Rich culture, history in bustling Chongqing

Hongya Cave, a replica of an ancient fortress, is a top attraction in Chongqing.
Hongya Cave, a replica of an ancient fortress, is a top attraction in Chongqing. Photo Credit: Felicity Long

On my first morning in Chongqing, a relatively low-tourism city in China's Sichuan region, our guide handed us a business card that read "Please Help Me" in Chinese and English.

The idea, she explained, was to make sure we could find our way back to our hotel if we got lost, since the chances of meeting someone on the street who spoke English were slim to none.

For despite being the third-largest city in China, with about 34 million inhabitants, Chongqing is not even remotely on the radar of most American tourists.

The reason we visited the city in the first place was so that we could experience the new nonstop flight to New York via Hainan Air, but I wouldn't have missed it. This would be a vacation experience either for a repeat visitor to China, someone who speaks some Chinese or who books a guide for at least some of the experiences the city has to offer. 

Part of the city's charm is its topography. Chongqing is so hilly that instead of the throngs of cyclists you're likely to see elsewhere in China, most locals rely on scooters and cars. Home to several international brands of automakers, including Ford, Chongqing bustles with everyday life, and the skyline is striated with skyscrapers that are illuminated in bright colors at night. 

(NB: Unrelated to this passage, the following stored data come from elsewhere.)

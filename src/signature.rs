//! The 32-byte signature header at offset 0.
//!
//! ```text
//! offset 0   magic[6]            37 7A BC AF 27 1C
//! offset 6   version major, minor
//! offset 8   locator_crc  (u32)  CRC-32 of bytes 12..32
//! offset 12  blob_offset  (u64)  relative to offset 32
//! offset 20  blob_size    (u64)
//! offset 28  blob_crc     (u32)
//! ```
//!
//! All integers are little-endian.  Fields are encoded one by one into a
//! byte buffer; nothing here relies on in-memory struct layout.
//!
//! Decoding checks the magic and the major version only.  The locator
//! checksum is left to [`crate::locator`] so that a corrupt locator is
//! reported as an integrity failure rather than a format failure.

use byteorder::{ByteOrder, LittleEndian, ReadBytesExt};
use std::io::{self, Read, Write};

use crate::checksum::checksum;
use crate::error::{ArchiveError, Result};

pub const SIGNATURE: [u8; 6] = [b'7', b'z', 0xBC, 0xAF, 0x27, 0x1C];
pub const VERSION_MAJOR: u8 = 0;
pub const VERSION_MINOR: u8 = 2;

pub const SIGNATURE_HEADER_SIZE: usize = 32;
pub const LOCATOR_SIZE: usize = 20;
/// Byte offset of the locator record within the signature header.
pub const LOCATOR_OFFSET: usize = SIGNATURE_HEADER_SIZE - LOCATOR_SIZE;

/// Where the metadata blob lives and what its checksum must be.
#[derive(Debug, Clone, Copy, PartialEq, Eq, Default)]
pub struct Locator {
    /// Offset of the blob, counted from the end of the signature header.
    pub blob_offset: u64,
    pub blob_size:   u64,
    pub blob_crc:    u32,
}

impl Locator {
    pub fn to_bytes(&self) -> [u8; LOCATOR_SIZE] {
        let mut buf = [0u8; LOCATOR_SIZE];
        LittleEndian::write_u64(&mut buf[0..8], self.blob_offset);
        LittleEndian::write_u64(&mut buf[8..16], self.blob_size);
        LittleEndian::write_u32(&mut buf[16..20], self.blob_crc);
        buf
    }

    pub fn from_bytes(buf: &[u8; LOCATOR_SIZE]) -> Self {
        Self {
            blob_offset: LittleEndian::read_u64(&buf[0..8]),
            blob_size:   LittleEndian::read_u64(&buf[8..16]),
            blob_crc:    LittleEndian::read_u32(&buf[16..20]),
        }
    }

    /// Checksum over the serialized record.
    pub fn checksum(&self) -> u32 {
        checksum(&self.to_bytes())
    }
}

#[derive(Debug, Clone, PartialEq, Eq)]
pub struct SignatureHeader {
    pub magic:         [u8; 6],
    pub version_major: u8,
    pub version_minor: u8,
    pub locator_crc:   u32,
    pub locator:       Locator,
}

impl SignatureHeader {
    /// Header written by a freshly created archive: the locator is zeroed
    /// until the compressor finalizes it.
    pub fn pending() -> Self {
        Self::with_locator(Locator::default())
    }

    /// Header pointing at a finished blob, with the locator checksum filled in.
    pub fn with_locator(locator: Locator) -> Self {
        Self {
            magic:         SIGNATURE,
            version_major: VERSION_MAJOR,
            version_minor: VERSION_MINOR,
            locator_crc:   locator.checksum(),
            locator,
        }
    }

    pub fn to_bytes(&self) -> [u8; SIGNATURE_HEADER_SIZE] {
        let mut buf = [0u8; SIGNATURE_HEADER_SIZE];
        buf[0..6].copy_from_slice(&self.magic);
        buf[6] = self.version_major;
        buf[7] = self.version_minor;
        LittleEndian::write_u32(&mut buf[8..12], self.locator_crc);
        buf[LOCATOR_OFFSET..].copy_from_slice(&self.locator.to_bytes());
        buf
    }

    pub fn write<W: Write>(&self, mut writer: W) -> io::Result<()> {
        writer.write_all(&self.to_bytes())
    }

    /// Read exactly [`SIGNATURE_HEADER_SIZE`] bytes and check the magic.
    pub fn read<R: Read>(mut reader: R) -> Result<Self> {
        let mut buf = [0u8; SIGNATURE_HEADER_SIZE];
        reader.read_exact(&mut buf).map_err(|e| match e.kind() {
            io::ErrorKind::UnexpectedEof => ArchiveError::format(format!(
                "stream is shorter than the {SIGNATURE_HEADER_SIZE}-byte signature header"
            )),
            _ => ArchiveError::Io(e),
        })?;
        Self::from_bytes(&buf)
    }

    pub fn from_bytes(buf: &[u8; SIGNATURE_HEADER_SIZE]) -> Result<Self> {
        let mut magic = [0u8; 6];
        magic.copy_from_slice(&buf[0..6]);
        if magic != SIGNATURE {
            return Err(ArchiveError::format(format!(
                "bad signature {}",
                hex::encode(magic)
            )));
        }

        let mut fields = &buf[6..LOCATOR_OFFSET];
        let version_major = fields.read_u8()?;
        let version_minor = fields.read_u8()?;
        if version_major != VERSION_MAJOR {
            return Err(ArchiveError::Unsupported(format!(
                "format version {version_major}.{version_minor}"
            )));
        }
        let locator_crc = fields.read_u32::<LittleEndian>()?;

        let mut locator = [0u8; LOCATOR_SIZE];
        locator.copy_from_slice(&buf[LOCATOR_OFFSET..]);

        Ok(Self {
            magic,
            version_major,
            version_minor,
            locator_crc,
            locator: Locator::from_bytes(&locator),
        })
    }
}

Located at the junction of the Yangtze and Jialing rivers in the Sichuan Basin, the city is considered a gateway to southwest China.

The Jiefangbei Guotai Arts Centre is a destination for fans of modern art in Chongqing.
The Jiefangbei Guotai Arts Centre is a destination for fans of modern art in Chongqing. Photo Credit: Felicity Long

We stayed at the JW Marriott Chongqing, a modern, 454-room hotel — one of the tallest skyscrapers in a city full of tall buildings — with a club floor, an indoor swimming pool, fitness center, several eateries and a robust business clientele. 

Because the city is so big, we did some of our sightseeing by car. A highlight was the pedestrian shopping street of Jiefangbei, where we wandered in and out of tiny stores that sold food and handicrafts to mostly locals, who thronged the tiny alleyways. 

The top attraction in the area is Hongya Cave, which is less a cave than a stilt house built vertically into a massive cliff and lit up at night like a Christmas tree. Although the attraction is a replica of an ancient fortress, the effect is eye-popping and feels very authentic. 

Here we tucked into a traditional hot pot dinner at Cygnet restaurant, where for the most part I had no idea what I was eating but just went for it with varying degrees of success. Another top activity in Chongqing is the Cable Car ride — be prepared to wait in line for this one — across the Yangtze River for a nighttime view of the city at its sparkling finest. 

One of Chongqing's most famous attractions is a natural wonder called the Three Gorges — namely Qutang, Wu and Xiling — where visitors can cruise along the river either for a few hours or several days, taking in the scenery.

We learned that the gorges were the site of a huge and ongoing controversial engineering project that involved the construction of a hydroelectric dam to generate electrical power and supply water and facilitate shipping to northern China. Our tour guide was frank about the downsides of the project, which was undertaken within the last decade, noting that ancient archaeological treasures were flooded, more than a million people were displaced and that there have been negative environmental consequences, especially for marine life. 

On the plus side, Chinese archaeologists were able to excavate and preserve many of the artifacts from the area around the gorges before it was flooded, and we saw a sampling of these at the Three Gorges Museum Chongqing, which houses a fascinating collection of relics as well as a theater-in-the-round depiction of the dam project. 

Meanwhile, fans of modern art can wander through the Chongqing Art Gallery, otherwise known as the Jiefangbei Guotai Arts Centre, or simply gawk at the ultracontemporary exterior of the building, which looks like it was constructed with giant, bright-red pick-up sticks.

Those with more time can venture outside the city center to Ciqikou, an ancient town on the Jialing River with tiny pedestrian streets with all manner of crafts to purchase and local foods to taste and even a centuries-old Buddhist temple.